— Task to complete —
Only the lines from the start of the entries up to and including the line with "platforms; ignore them" should be written out, exactly as they stand.

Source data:

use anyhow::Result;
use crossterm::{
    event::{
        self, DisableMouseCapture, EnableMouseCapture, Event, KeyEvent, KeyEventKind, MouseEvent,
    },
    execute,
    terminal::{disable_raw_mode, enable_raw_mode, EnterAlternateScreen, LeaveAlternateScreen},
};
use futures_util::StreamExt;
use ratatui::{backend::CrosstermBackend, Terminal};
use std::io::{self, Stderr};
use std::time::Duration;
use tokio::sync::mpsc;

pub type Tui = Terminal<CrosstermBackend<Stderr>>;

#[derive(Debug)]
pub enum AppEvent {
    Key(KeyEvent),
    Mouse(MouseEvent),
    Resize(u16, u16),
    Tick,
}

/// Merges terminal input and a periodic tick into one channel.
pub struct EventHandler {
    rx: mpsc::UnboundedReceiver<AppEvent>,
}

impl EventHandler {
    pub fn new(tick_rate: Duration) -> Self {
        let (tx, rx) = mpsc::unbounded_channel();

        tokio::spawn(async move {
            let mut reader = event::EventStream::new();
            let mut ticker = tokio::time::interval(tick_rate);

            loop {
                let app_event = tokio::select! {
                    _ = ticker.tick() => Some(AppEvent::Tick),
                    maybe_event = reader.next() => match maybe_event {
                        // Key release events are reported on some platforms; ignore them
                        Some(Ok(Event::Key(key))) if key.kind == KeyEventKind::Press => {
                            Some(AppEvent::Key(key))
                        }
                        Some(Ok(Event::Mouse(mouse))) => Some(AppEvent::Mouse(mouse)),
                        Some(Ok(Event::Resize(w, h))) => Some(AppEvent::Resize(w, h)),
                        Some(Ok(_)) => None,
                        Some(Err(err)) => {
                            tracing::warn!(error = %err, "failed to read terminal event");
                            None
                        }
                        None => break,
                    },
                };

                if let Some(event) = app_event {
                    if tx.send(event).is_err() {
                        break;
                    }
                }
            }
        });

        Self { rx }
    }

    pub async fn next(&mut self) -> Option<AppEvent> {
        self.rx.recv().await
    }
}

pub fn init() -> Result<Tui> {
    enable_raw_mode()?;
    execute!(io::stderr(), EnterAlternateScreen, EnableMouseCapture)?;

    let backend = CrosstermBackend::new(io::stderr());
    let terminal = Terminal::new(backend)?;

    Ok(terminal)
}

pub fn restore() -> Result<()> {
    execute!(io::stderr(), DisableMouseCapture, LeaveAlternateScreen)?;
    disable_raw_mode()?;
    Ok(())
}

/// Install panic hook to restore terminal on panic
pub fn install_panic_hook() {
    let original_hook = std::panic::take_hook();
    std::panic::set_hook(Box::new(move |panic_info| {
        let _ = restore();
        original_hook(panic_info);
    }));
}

— Problem solution —
use anyhow::Result;
use crossterm::{
    event::{
        self, DisableMouseCapture, EnableMouseCapture, Event, KeyEvent, KeyEventKind, MouseEvent,
    },
    execute,
    terminal::{disable_raw_mode, enable_raw_mode, EnterAlternateScreen, LeaveAlternateScreen},
};
use futures_util::StreamExt;
use ratatui::{backend::CrosstermBackend, Terminal};
use std::io::{self, Stderr};
use std::time::Duration;
use tokio::sync::mpsc;

pub type Tui = Terminal<CrosstermBackend<Stderr>>;

#[derive(Debug)]
pub enum AppEvent {
    Key(KeyEvent),
    Mouse(MouseEvent),
    Resize(u16, u16),
    Tick,
}

/// Merges terminal input and a periodic tick into one channel.
pub struct EventHandler {
    rx: mpsc::UnboundedReceiver<AppEvent>,
}

impl EventHandler {
    pub fn new(tick_rate: Duration) -> Self {
        let (tx, rx) = mpsc::unbounded_channel();

        tokio::spawn(async move {
            let mut reader = event::EventStream::new();
            let mut ticker = tokio::time::interval(tick_rate);

            loop {
                let app_event = tokio::select! {
                    _ = ticker.tick() => Some(AppEvent::Tick),
                    maybe_event = reader.next() => match maybe_event {
                        // Key release events are reported on some platforms; ignore them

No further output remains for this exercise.